Mostly overlooked in Kanye West‘s recent interview with seminal hip hop station Hot 97, in amongst stories about Chuck-E-Cheese and an endorsement of baller Stephen Curry is the revelation, from ‘Ye himself, that he is ‘completely boring’.
According to him he’s really boring and just goes to the studio every day. Paraphrasing Drake, Yeezy said he was ‘running through the ‘burbs with no woes’. Apparently not the outrageous superstar we all know and cherish.
Wake up Mr. West.
You’re possibly the biggest artist on the planet. Your wife just rented you the Staples Centre to play a game of pick up basketball for your birthday. You regularly interrupt awards shows and call out the president on national television. Your biggest regret in life is never having the privilege of watching yourself live. Your idea of a Tweet is this:
You’re a man who once rapped ‘mayonnaise coloured Benz, I push Miracle Whips’. A man who styled himself as the ‘fly Malcolm X, buy any jeans necessary’. Who bragged about being in ‘pussy so deep I coulda drowned twice’. With a passing interest in Egyptology, who, when you’re not drowning in pussy, you’re putting it in a sarcophagus. Who allegedly received ‘so much head’ that you ‘woke up in Sleepy Hollow’.
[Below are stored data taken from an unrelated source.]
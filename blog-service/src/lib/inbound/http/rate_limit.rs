use std::collections::HashMap;
use std::net::IpAddr;
use std::net::Ipv4Addr;
use std::net::SocketAddr;
use std::sync::Arc;
use std::sync::Mutex;
use std::sync::PoisonError;
use std::time::Duration;
use std::time::Instant;

use axum::extract::ConnectInfo;
use axum::extract::Request;
use axum::extract::State;
use axum::middleware::Next;
use axum::response::Response;

use super::handlers::ApiError;

/// Expired windows are pruned once the table grows past this many clients.
const PRUNE_THRESHOLD: usize = 10_000;

#[derive(Debug, Clone, Copy)]
struct Window {
    started_at: Instant,
    count: u32,
}

#[derive(Debug)]
struct Windows {
    clients: HashMap<IpAddr, Window>,
    last_pruned: Instant,
}

/// Fixed-window request counter keyed by client IP.
pub struct FixedWindowRateLimiter {
    max_requests: u32,
    window: Duration,
    prune_threshold: usize,
    windows: Mutex<Windows>,
}

impl FixedWindowRateLimiter {
    /// # Arguments
    /// * `max_requests` - Requests allowed per client per window
    /// * `window` - Window length
    pub fn new(max_requests: u32, window: Duration) -> Self {
        Self {
            max_requests,
            window,
            prune_threshold: PRUNE_THRESHOLD,
            windows: Mutex::new(Windows {
                clients: HashMap::new(),
                last_pruned: Instant::now(),
            }),
        }
    }

    /// Replace the table size above which expired windows are pruned.
    pub fn with_prune_threshold(mut self, prune_threshold: usize) -> Self {
        self.prune_threshold = prune_threshold;
        self
    }

    /// Count a request from `client` and report whether it is allowed.
    pub fn check(&self, client: IpAddr) -> bool {
        self.check_at(client, Instant::now())
    }

    /// Same as `check` with an explicit clock reading.
    ///
    /// The table is swept at most once per window, so a large population of
    /// live clients does not cost a full scan on every request.
    pub fn check_at(&self, client: IpAddr, now: Instant) -> bool {
        let mut windows = self.windows.lock().unwrap_or_else(PoisonError::into_inner);

        if windows.clients.len() > self.prune_threshold
            && now.saturating_duration_since(windows.last_pruned) >= self.window
        {
            let window = self.window;
            windows
                .clients
                .retain(|_, w| now.saturating_duration_since(w.started_at) < window);
            windows.last_pruned = now;
        }

        let entry = windows.clients.entry(client).or_insert(Window {
            started_at: now,
            count: 0,
        });

        if now.saturating_duration_since(entry.started_at) >= self.window {
            *entry = Window {
                started_at: now,
                count: 0,
            };
        }

        if entry.count >= self.max_requests {
            return false;
        }

        entry.count += 1;
        true
    }

    #[cfg(test)]
    fn tracked_clients(&self) -> usize {
        self.windows
            .lock()
            .unwrap_or_else(PoisonError::into_inner)
            .clients
            .len()
    }
}

/// Middleware rejecting clients that exceeded their window with 429.
///
/// Requests without connection info (e.g. in-process calls) share one bucket.
pub async fn rate_limit(
    State(limiter): State<Arc<FixedWindowRateLimiter>>,
    req: Request,
    next: Next,
) -> Result<Response, ApiError> {
    let client = req
        .extensions()
        .get::<ConnectInfo<SocketAddr>>()
        .map(|ConnectInfo(addr)| addr.ip())
        .unwrap_or(IpAddr::V4(Ipv4Addr::UNSPECIFIED));

    if !limiter.check(client) {
        tracing::warn!(client = %client, "Rate limit exceeded");
        return Err(ApiError::TooManyRequests(
            "Too many requests, please try again later".to_string(),
        ));
    }

    Ok(next.run(req).await)
}
pub mod claims;
pub mod codec;
pub mod errors;

pub use claims::Verified;
pub use codec::TokenCodec;
pub use errors::JwtError;
pub use errors::TokenRejection;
You’re a man who sees himself as a superhero with theme music composed entirely of ‘screams from the haters’. Kanye, you are a man who is apparently on first name terms with our Lord and Saviour. Someone who is so money-ful that he could buy his way to heaven but would prefer to spend that amount on a single piece of neck jewellery.
Don’t give me this crap about boring, Kanye. Don’t even.